--- Exercise data Enclosed Below ---
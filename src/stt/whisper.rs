//! Whisper-based speech-to-text transcription.
//!
//! This module provides a Whisper implementation of the Transcriber trait using whisper-rs.
//!
//! # Feature Gate
//!
//! This module requires the `whisper` feature to be enabled and cmake to be installed.
//! To build with Whisper support:
//!
//! ```bash
//! cargo build --features whisper
//! ```

#[cfg(feature = "whisper")]
use crate::defaults;
use crate::error::{Result, ScribedError};
use crate::stt::transcriber::{Transcriber, TranscriptionResult};
use std::path::PathBuf;

#[cfg(feature = "whisper")]
use std::sync::{Mutex, Once};
#[cfg(feature = "whisper")]
use whisper_rs::{
    FullParams, SamplingStrategy, WhisperContext, WhisperContextParameters, install_logging_hooks,
};

#[cfg(feature = "whisper")]
static LOGGING_HOOKS_INSTALLED: Once = Once::new();

/// Configuration for Whisper transcriber.
#[derive(Debug, Clone)]
pub struct WhisperConfig {
    /// Path to the Whisper model file
    pub model_path: PathBuf,
    /// Number of threads for inference (None = auto-detect)
    pub threads: Option<usize>,
}

impl Default for WhisperConfig {
    fn default() -> Self {
        Self {
            model_path: PathBuf::from("models/ggml-base.bin"),
            threads: None,
        }
    }
}

/// Whisper-based transcriber implementation.
///
/// Uses whisper-rs for speech-to-text transcription. The WhisperContext is
/// wrapped in a Mutex: it is the one resource shared by every session, and
/// the binding is not reentrant-safe for concurrent inference.
///
/// # Feature Gate
///
/// This type is only available when the `whisper` feature is enabled.
#[cfg(feature = "whisper")]
pub struct WhisperTranscriber {
    context: Mutex<WhisperContext>,
    config: WhisperConfig,
    model_name: String,
}

#[cfg(feature = "whisper")]
impl std::fmt::Debug for WhisperTranscriber {
    fn fmt(&self, f: &mut std::fmt::Formatter<'_>) -> std::fmt::Result {
        f.debug_struct("WhisperTranscriber")
            .field("config", &self.config)
            .field("model_name", &self.model_name)
            .field("context", &"<WhisperContext>")
            .finish()
    }
}

/// Whisper-based transcriber placeholder (without whisper feature).
///
/// This is a stub implementation that returns errors when used.
/// Enable the `whisper` feature to use real transcription.
#[cfg(not(feature = "whisper"))]
#[derive(Debug)]
pub struct WhisperTranscriber {
    config: WhisperConfig,
    model_name: String,
}

#[cfg(feature = "whisper")]
impl WhisperTranscriber {
    /// Create a new Whisper transcriber.
    ///
    /// # Errors
    /// Returns `ScribedError::TranscriptionModelNotFound` if the model file doesn't exist
    /// Returns `ScribedError::TranscriptionInferenceFailed` if model loading fails
    pub fn new(config: WhisperConfig) -> Result<Self> {
        // Install logging hooks to suppress whisper.cpp output (only once)
        LOGGING_HOOKS_INSTALLED.call_once(|| {
            install_logging_hooks();
        });

        if !config.model_path.exists() {
            return Err(ScribedError::TranscriptionModelNotFound {
                path: config.model_path.to_string_lossy().to_string(),
            });
        }

        let model_name = config
            .model_path
            .file_stem()
            .and_then(|s| s.to_str())
            .unwrap_or("unknown")
            .to_string();

        let mut context_params = WhisperContextParameters::default();
        // Fused attention kernels avoid the standalone softmax CUDA kernel,
        // which crashes on Blackwell GPUs (sm_120) with ggml <= 1.7.6
        context_params.flash_attn(true);
        let context = WhisperContext::new_with_params(
            config.model_path.to_str().ok_or_else(|| {
                ScribedError::TranscriptionInferenceFailed {
                    message: "Invalid UTF-8 in model path".to_string(),
                }
            })?,
            context_params,
        )
        .map_err(|e| ScribedError::TranscriptionInferenceFailed {
            message: format!("Failed to load Whisper model: {}", e),
        })?;

        Ok(Self {
            context: Mutex::new(context),
            config,
            model_name,
        })
    }

    /// Get the configuration
    pub fn config(&self) -> &WhisperConfig {
        &self.config
    }
}

#[cfg(not(feature = "whisper"))]
impl WhisperTranscriber {
    /// Create a new Whisper transcriber (stub implementation).
    pub fn new(config: WhisperConfig) -> Result<Self> {
        if !config.model_path.exists() {
            return Err(ScribedError::TranscriptionModelNotFound {
                path: config.model_path.to_string_lossy().to_string(),
            });
        }

        let model_name = config
            .model_path
            .file_stem()
            .and_then(|s| s.to_str())
            .unwrap_or("unknown")
            .to_string();

        Ok(Self { config, model_name })
    }

    /// Get the configuration
    pub fn config(&self) -> &WhisperConfig {
        &self.config
    }
}

/// Convert i16 audio samples to f32 normalized to [-1.0, 1.0]
///
/// Whisper expects audio in f32 format normalized to the range [-1.0, 1.0].
/// Input is 16-bit PCM audio where samples range from -32768 to 32767.
fn convert_audio(samples: &[i16]) -> Vec<f32> {
    samples
        .iter()
        .map(|&sample| sample as f32 / 32768.0)
        .collect()
}

#[cfg(feature = "whisper")]
impl Transcriber for WhisperTranscriber {
    fn transcribe(&self, audio: &[i16], language: &str) -> Result<TranscriptionResult> {
        let audio_f32 = convert_audio(audio);

        // Lock the context for thread-safe access
        let context =
            self.context
                .lock()
                .map_err(|e| ScribedError::TranscriptionInferenceFailed {
                    message: format!("Failed to acquire context lock: {}", e),
                })?;

        let mut state =
            context
                .create_state()
                .map_err(|e| ScribedError::TranscriptionInferenceFailed {
                    message: format!("Failed to create Whisper state: {}", e),
                })?;

        // Greedy sampling: beam search buys little for short streaming
        // windows and costs real latency
        let mut params = FullParams::new(SamplingStrategy::Greedy { best_of: 1 });

        if language == defaults::AUTO_LANGUAGE {
            params.set_language(None);
        } else {
            params.set_language(Some(language));
        }

        if let Some(threads) = self.config.threads {
            params.set_n_threads(threads as i32);
        }

        // Disable printing to stdout/stderr
        params.set_print_special(false);
        params.set_print_progress(false);
        params.set_print_realtime(false);
        params.set_print_timestamps(false);

        state
            .full(params, &audio_f32)
            .map_err(|e| ScribedError::TranscriptionInferenceFailed {
                message: format!("Whisper inference failed: {}", e),
            })?;

        // Extract detected language
        let lang_id = state.full_lang_id_from_state();
        let detected = whisper_rs::get_lang_str(lang_id).unwrap_or("").to_string();

        // Extract transcribed text and compute confidence from segment probabilities
        let mut transcription = String::new();
        let mut confidence_sum = 0.0_f32;
        let mut segment_count = 0u32;
        for segment in state.as_iter() {
            transcription.push_str(&segment.to_string());
            // no_speech_probability is 0.0..1.0; confidence = 1 - no_speech_prob
            confidence_sum += 1.0 - segment.no_speech_probability();
            segment_count += 1;
        }

        let confidence = if segment_count > 0 {
            (confidence_sum / segment_count as f32).clamp(0.0, 1.0)
        } else {
            0.0
        };

        Ok(TranscriptionResult {
            text: transcription.trim().to_string(),
            language: detected,
            confidence,
        })
    }

    fn model_name(&self) -> &str {
        &self.model_name
    }

    fn is_ready(&self) -> bool {
        // The transcriber is ready if we successfully created it
        true
    }
}

#[cfg(not(feature = "whisper"))]
impl Transcriber for WhisperTranscriber {
    fn transcribe(&self, _audio: &[i16], _language: &str) -> Result<TranscriptionResult> {
        Err(ScribedError::TranscriptionInferenceFailed {
            message: concat!(
                "Whisper feature not enabled. This binary was built without speech recognition.\n",
                "To fix: cargo build --release (whisper is enabled by default)\n",
                "If build fails with cmake errors, install: sudo apt install cmake"
            )
            .to_string(),
        })
    }

    fn model_name(&self) -> &str {
        &self.model_name
    }

    fn is_ready(&self) -> bool {
        false
    }
}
--- End of Enclosed Exercise data ---
What is needed:
From the entries above, tally every line holding the string "field". Give only the count.

Completed task:
3